PROBLEM TO SOLVE
Nothing outside the range below should be printed. Output exactly the lines from the line with "drained and written" to the line with "let settings = &self.settings;", both included.

DATA FOR THIS EXERCISE
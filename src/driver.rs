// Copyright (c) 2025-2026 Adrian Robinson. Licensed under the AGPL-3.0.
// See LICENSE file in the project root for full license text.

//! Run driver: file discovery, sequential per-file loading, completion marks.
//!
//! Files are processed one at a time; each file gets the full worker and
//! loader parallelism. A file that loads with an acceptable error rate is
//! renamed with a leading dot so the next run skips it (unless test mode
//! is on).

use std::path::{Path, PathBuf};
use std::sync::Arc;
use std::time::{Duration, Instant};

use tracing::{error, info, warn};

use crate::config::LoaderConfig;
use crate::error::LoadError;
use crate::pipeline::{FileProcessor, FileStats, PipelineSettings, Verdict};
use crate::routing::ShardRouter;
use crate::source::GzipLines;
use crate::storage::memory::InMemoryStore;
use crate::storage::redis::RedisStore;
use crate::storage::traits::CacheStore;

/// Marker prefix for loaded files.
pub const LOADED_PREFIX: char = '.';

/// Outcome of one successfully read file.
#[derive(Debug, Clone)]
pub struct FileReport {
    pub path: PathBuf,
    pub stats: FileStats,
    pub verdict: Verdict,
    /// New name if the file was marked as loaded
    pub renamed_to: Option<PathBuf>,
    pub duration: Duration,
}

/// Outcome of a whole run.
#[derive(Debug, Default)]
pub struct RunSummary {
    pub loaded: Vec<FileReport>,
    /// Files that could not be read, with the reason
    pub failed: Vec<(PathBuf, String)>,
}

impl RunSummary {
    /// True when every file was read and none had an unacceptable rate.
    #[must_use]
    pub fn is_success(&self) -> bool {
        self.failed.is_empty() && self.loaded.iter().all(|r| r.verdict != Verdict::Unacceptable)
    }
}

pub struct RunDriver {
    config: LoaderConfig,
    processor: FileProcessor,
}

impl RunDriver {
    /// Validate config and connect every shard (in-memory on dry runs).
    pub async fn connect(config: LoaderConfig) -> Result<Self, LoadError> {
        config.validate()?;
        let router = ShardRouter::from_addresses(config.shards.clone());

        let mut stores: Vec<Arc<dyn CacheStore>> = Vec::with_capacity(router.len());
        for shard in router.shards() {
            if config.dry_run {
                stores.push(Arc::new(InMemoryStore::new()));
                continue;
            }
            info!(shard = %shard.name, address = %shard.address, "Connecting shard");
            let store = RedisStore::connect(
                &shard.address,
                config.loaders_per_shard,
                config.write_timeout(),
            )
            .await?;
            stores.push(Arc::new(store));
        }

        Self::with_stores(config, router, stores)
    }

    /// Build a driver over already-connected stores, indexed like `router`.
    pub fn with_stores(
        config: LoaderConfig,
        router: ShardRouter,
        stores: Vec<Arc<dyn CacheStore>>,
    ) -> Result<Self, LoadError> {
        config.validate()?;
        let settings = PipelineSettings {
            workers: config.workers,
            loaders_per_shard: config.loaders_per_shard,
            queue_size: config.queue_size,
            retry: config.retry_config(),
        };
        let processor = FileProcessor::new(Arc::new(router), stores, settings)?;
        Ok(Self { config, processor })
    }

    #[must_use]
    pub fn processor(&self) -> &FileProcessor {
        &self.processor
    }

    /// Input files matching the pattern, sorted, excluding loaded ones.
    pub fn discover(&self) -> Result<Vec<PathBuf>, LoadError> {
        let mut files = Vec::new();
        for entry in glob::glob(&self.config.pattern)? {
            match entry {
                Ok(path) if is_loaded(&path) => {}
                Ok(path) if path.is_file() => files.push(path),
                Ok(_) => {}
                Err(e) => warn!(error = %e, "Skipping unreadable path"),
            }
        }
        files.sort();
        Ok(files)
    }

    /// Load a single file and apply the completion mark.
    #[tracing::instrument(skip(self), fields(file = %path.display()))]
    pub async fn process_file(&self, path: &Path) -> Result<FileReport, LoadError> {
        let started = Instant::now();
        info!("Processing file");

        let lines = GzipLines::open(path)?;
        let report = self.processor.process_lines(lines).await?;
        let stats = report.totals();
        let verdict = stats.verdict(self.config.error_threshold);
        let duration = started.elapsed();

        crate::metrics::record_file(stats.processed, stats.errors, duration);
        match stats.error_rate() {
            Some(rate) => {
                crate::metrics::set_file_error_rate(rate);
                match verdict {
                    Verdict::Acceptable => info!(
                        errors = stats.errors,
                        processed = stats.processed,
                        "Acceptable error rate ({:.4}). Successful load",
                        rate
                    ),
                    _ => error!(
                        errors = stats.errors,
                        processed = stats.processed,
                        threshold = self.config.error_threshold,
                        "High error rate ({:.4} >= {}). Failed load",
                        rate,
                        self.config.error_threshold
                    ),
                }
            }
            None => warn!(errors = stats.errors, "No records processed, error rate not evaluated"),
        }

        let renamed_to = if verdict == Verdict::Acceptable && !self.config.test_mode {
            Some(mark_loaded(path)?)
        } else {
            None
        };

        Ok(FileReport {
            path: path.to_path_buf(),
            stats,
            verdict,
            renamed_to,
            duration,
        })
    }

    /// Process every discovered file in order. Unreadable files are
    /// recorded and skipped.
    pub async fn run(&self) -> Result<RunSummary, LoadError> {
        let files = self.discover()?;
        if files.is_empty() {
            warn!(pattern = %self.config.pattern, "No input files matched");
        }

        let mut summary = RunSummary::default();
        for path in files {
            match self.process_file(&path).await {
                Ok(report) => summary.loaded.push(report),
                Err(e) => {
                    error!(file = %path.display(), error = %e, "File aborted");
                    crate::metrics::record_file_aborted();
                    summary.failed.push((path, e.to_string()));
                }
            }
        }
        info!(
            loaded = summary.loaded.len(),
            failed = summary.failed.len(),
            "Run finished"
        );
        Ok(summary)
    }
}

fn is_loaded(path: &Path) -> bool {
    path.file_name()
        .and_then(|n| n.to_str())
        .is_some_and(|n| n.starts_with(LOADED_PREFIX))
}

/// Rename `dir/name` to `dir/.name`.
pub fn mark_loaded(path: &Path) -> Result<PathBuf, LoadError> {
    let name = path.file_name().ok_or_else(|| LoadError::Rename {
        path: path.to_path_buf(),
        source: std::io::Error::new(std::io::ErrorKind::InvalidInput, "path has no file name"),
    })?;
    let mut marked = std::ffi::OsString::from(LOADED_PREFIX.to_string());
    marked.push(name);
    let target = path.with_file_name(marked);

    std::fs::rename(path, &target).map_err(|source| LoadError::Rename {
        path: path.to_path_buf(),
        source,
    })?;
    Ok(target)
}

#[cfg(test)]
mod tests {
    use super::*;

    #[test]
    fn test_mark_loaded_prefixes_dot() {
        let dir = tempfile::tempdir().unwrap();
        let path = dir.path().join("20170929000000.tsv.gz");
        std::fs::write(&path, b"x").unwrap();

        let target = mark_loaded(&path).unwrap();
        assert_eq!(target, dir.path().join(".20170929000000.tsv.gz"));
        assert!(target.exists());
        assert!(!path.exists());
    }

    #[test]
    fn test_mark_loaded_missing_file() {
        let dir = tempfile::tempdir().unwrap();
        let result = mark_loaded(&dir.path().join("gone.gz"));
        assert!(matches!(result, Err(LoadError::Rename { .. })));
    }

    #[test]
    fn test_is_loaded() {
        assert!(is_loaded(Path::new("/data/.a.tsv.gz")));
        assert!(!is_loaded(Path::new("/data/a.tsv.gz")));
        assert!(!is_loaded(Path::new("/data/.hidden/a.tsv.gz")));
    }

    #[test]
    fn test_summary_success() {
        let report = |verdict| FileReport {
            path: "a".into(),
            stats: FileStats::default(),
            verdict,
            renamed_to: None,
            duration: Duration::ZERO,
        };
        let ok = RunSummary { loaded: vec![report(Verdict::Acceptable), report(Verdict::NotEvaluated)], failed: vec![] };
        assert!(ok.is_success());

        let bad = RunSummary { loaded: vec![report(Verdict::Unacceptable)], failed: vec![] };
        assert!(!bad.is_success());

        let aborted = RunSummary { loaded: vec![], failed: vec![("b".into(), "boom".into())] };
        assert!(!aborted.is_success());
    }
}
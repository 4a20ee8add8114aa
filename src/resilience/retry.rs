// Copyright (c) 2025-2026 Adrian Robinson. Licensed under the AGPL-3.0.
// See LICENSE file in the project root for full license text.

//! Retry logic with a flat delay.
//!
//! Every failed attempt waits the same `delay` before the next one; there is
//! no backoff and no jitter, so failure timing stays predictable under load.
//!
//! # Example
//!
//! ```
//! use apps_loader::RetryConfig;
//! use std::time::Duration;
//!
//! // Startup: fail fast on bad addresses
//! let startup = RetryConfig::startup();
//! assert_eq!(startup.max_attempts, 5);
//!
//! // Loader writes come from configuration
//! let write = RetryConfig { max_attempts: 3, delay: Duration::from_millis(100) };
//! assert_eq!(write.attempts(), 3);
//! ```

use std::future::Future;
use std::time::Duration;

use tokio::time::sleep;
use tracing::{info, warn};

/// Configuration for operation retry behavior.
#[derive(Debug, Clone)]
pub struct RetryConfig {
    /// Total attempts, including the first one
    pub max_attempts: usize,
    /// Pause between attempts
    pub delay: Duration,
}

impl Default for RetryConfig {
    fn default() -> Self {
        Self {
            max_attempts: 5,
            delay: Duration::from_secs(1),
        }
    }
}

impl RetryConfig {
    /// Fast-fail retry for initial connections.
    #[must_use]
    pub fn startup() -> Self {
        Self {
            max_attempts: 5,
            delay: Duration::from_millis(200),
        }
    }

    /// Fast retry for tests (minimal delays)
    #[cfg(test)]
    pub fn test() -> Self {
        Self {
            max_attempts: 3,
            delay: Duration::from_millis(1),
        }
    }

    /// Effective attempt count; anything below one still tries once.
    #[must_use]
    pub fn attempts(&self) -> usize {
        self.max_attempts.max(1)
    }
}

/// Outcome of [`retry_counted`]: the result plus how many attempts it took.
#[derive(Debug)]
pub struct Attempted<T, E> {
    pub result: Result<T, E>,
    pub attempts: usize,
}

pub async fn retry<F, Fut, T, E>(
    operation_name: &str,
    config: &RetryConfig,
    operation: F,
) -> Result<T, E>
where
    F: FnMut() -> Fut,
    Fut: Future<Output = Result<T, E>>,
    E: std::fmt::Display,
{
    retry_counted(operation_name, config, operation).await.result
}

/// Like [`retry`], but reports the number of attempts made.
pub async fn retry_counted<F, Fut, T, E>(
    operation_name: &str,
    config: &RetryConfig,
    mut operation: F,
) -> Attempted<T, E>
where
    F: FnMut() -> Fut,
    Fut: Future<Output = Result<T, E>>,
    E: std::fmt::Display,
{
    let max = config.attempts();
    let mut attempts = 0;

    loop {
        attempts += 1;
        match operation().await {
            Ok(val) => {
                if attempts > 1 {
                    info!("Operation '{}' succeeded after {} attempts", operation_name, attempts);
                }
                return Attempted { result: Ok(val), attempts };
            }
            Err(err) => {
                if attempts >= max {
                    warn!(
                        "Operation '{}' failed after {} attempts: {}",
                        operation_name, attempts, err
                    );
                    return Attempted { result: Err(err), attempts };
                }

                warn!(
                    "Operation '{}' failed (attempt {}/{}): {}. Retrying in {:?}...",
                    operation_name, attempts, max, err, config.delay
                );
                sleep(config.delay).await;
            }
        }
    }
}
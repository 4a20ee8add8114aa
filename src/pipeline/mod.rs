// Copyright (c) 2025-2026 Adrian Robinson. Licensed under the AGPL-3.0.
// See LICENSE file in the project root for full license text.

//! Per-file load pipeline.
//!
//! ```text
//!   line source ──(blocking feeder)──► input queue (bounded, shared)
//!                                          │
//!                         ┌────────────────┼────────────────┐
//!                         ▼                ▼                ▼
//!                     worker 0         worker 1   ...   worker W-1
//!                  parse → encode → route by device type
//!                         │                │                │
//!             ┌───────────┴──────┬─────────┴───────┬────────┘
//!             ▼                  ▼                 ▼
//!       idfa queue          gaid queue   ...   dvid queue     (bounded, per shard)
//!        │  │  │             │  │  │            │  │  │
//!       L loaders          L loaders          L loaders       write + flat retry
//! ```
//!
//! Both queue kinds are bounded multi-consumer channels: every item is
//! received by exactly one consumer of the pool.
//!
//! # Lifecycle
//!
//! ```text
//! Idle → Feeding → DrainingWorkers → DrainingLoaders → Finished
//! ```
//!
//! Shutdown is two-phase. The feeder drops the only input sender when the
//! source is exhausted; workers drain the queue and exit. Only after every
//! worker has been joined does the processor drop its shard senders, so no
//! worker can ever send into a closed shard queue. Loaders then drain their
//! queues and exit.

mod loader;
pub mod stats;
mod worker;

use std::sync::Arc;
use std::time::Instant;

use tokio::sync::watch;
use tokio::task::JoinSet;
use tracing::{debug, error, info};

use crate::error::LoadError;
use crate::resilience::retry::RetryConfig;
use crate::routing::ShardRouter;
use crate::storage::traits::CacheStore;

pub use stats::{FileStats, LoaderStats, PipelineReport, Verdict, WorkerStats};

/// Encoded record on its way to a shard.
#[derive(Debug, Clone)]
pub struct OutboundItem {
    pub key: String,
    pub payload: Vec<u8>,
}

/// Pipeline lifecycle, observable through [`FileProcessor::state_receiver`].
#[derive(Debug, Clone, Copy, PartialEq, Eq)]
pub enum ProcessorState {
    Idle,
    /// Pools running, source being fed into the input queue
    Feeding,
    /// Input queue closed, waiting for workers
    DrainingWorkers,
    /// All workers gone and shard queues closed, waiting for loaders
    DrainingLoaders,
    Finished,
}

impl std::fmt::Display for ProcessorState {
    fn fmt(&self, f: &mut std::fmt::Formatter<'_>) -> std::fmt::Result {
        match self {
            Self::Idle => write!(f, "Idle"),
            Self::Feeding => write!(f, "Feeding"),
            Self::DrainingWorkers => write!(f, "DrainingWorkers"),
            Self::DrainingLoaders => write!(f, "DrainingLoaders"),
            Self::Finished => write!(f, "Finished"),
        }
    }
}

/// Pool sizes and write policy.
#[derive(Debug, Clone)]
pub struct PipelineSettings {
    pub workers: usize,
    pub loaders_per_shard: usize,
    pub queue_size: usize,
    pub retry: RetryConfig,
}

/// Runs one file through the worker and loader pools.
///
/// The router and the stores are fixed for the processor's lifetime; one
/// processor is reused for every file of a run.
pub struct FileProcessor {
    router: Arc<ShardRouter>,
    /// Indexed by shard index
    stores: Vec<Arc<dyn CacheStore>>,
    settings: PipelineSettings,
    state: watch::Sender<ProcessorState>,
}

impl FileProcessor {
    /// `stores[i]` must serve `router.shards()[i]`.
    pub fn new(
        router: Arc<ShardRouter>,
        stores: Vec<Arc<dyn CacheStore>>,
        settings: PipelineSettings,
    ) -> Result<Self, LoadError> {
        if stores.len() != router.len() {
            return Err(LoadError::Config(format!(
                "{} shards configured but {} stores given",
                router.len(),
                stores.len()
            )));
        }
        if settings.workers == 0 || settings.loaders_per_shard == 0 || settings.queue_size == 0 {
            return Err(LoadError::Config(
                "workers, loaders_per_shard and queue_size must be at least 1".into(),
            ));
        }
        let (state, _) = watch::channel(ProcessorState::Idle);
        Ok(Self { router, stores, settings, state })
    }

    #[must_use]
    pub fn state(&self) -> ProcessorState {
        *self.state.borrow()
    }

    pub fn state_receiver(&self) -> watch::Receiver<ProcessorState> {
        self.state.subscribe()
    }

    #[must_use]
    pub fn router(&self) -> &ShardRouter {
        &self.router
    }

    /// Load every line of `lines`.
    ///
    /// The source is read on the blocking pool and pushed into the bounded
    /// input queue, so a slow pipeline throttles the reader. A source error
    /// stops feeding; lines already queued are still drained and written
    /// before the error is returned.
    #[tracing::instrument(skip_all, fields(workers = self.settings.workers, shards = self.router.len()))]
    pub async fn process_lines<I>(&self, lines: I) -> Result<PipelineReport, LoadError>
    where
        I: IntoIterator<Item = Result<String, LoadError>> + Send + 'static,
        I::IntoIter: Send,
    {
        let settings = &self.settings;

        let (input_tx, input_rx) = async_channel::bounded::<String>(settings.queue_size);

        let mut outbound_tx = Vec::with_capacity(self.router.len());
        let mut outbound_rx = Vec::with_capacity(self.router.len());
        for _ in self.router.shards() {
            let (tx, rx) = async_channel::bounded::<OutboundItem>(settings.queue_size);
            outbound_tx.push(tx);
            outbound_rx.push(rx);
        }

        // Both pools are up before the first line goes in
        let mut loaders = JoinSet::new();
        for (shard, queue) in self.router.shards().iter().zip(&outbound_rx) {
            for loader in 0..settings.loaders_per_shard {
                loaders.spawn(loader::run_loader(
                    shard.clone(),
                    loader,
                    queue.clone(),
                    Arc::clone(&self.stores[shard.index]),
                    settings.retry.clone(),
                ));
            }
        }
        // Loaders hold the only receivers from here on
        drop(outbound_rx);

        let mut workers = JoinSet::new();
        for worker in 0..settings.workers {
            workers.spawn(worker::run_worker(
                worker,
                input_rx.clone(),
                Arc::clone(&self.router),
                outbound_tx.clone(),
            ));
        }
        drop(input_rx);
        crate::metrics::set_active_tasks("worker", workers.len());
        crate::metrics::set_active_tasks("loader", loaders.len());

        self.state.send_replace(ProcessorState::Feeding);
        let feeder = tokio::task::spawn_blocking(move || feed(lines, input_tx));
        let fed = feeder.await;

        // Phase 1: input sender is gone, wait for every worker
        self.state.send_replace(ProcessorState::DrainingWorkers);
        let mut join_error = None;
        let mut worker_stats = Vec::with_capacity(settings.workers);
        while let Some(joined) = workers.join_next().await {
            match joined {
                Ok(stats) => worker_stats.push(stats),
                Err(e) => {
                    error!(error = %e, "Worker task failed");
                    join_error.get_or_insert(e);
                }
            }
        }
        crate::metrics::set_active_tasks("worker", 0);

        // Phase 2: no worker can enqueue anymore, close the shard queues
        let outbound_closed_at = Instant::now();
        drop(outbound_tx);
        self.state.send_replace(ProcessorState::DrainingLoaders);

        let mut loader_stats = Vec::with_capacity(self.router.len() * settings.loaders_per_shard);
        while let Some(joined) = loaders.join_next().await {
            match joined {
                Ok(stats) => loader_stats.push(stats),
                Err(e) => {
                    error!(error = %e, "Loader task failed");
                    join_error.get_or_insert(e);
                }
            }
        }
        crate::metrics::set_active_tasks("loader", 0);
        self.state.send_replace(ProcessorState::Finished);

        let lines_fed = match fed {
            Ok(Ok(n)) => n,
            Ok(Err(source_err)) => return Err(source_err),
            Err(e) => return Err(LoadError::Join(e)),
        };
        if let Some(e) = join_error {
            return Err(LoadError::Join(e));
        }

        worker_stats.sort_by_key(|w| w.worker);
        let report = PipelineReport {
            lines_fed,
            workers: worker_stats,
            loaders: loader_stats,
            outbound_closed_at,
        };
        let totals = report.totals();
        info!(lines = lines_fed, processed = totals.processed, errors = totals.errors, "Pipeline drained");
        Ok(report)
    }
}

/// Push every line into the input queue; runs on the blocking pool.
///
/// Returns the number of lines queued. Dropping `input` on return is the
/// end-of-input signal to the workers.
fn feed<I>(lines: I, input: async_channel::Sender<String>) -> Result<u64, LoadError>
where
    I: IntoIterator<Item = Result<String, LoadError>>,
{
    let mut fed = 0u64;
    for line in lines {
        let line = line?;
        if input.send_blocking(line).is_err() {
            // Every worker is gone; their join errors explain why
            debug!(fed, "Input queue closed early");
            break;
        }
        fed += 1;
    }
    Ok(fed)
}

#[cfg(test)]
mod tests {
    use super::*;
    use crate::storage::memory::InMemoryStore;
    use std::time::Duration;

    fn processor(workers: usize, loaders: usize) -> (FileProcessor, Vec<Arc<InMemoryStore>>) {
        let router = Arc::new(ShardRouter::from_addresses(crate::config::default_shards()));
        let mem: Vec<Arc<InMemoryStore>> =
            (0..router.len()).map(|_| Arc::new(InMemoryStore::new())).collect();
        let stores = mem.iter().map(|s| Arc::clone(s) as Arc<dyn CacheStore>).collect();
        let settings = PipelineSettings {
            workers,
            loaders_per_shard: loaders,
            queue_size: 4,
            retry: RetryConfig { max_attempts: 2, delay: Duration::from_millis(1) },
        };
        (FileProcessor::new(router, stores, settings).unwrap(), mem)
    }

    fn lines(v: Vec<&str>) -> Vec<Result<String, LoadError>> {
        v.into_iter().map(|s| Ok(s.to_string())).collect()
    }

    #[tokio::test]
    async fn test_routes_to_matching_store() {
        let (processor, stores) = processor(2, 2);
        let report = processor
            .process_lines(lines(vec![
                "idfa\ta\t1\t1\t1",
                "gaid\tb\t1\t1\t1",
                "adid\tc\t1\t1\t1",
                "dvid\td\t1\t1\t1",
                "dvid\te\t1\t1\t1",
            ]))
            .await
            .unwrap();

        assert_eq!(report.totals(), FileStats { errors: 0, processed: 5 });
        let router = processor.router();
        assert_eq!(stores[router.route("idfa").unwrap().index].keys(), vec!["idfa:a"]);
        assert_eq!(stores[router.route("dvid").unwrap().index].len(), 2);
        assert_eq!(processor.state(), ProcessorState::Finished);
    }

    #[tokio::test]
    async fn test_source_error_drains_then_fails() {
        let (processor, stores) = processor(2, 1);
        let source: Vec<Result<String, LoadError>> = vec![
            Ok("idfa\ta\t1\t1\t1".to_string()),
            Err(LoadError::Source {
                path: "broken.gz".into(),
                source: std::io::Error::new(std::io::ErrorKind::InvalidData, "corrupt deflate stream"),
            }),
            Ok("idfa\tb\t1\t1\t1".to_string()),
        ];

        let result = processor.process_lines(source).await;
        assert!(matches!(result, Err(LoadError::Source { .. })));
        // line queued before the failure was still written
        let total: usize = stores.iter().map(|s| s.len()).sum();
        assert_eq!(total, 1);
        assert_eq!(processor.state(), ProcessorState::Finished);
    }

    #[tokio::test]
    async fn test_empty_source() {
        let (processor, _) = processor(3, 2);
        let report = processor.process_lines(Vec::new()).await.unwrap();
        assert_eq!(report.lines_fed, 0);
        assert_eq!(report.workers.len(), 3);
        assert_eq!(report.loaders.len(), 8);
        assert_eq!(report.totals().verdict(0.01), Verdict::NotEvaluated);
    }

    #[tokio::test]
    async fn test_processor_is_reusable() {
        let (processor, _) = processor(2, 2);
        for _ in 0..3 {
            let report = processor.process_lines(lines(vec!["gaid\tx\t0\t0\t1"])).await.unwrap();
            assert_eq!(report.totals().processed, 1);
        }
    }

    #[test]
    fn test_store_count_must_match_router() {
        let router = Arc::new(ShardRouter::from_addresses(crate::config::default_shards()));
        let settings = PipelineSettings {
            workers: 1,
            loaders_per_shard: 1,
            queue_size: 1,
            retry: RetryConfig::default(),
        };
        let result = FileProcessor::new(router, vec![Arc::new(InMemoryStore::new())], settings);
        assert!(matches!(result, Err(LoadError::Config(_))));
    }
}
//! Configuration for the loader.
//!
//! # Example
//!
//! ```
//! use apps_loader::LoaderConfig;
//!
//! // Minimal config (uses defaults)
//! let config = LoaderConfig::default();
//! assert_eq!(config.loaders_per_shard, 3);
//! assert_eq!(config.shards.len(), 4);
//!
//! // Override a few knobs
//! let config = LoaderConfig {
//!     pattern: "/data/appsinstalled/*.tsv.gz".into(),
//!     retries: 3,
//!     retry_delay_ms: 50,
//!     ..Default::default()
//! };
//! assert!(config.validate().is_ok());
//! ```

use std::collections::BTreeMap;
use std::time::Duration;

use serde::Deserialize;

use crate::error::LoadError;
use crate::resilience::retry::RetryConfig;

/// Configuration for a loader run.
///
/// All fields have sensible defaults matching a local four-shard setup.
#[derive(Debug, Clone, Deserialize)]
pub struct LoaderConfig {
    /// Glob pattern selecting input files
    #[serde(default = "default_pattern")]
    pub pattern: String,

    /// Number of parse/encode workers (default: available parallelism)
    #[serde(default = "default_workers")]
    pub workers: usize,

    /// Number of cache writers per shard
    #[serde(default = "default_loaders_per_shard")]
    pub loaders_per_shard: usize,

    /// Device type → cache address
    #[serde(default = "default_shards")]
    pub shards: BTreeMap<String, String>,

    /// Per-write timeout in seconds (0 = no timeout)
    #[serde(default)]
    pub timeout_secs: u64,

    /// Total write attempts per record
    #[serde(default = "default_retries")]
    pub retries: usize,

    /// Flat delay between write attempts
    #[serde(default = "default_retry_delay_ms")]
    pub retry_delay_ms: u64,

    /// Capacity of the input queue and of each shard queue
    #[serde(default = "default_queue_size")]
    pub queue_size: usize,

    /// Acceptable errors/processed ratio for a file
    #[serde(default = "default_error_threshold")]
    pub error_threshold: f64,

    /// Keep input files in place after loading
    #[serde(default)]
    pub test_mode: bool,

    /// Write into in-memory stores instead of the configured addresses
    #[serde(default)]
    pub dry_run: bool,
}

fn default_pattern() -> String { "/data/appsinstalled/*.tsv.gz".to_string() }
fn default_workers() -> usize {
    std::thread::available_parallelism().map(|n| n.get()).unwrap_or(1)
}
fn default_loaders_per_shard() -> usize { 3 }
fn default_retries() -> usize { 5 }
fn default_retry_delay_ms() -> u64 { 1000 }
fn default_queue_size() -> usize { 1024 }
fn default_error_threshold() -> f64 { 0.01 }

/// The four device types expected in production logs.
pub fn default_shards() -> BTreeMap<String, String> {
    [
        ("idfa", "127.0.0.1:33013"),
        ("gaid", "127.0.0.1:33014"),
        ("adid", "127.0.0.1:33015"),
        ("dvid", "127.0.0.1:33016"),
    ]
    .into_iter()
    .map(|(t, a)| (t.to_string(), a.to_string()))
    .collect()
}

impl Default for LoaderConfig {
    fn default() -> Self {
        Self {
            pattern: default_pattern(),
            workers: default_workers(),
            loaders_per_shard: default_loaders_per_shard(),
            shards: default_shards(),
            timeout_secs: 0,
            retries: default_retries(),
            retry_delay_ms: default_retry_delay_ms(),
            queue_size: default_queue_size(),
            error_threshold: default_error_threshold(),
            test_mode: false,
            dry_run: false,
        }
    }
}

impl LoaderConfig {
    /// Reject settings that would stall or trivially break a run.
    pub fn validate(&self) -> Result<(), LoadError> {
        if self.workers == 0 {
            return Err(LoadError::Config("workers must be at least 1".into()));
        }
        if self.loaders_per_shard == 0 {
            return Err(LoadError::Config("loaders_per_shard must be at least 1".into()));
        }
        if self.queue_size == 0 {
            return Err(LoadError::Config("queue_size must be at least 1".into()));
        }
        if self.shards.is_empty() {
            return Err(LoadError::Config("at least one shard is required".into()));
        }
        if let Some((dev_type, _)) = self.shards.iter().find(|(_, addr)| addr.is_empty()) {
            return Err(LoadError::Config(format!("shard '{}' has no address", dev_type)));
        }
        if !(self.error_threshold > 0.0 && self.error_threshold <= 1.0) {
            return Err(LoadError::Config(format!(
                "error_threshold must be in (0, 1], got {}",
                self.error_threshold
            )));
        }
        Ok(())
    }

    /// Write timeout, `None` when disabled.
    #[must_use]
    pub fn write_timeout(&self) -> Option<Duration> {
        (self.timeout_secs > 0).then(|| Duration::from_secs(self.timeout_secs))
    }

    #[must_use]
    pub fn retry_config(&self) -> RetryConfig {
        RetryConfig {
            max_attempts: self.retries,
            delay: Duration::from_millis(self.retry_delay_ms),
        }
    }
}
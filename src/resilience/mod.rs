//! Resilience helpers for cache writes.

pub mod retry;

RESPONSE
    /// stops feeding; lines already queued are still drained and written
    /// before the error is returned.
    #[tracing::instrument(skip_all, fields(workers = self.settings.workers, shards = self.router.len()))]
    pub async fn process_lines<I>(&self, lines: I) -> Result<PipelineReport, LoadError>
    where
        I: IntoIterator<Item = Result<String, LoadError>> + Send + 'static,
        I::IntoIter: Send,
    {
        let settings = &self.settings;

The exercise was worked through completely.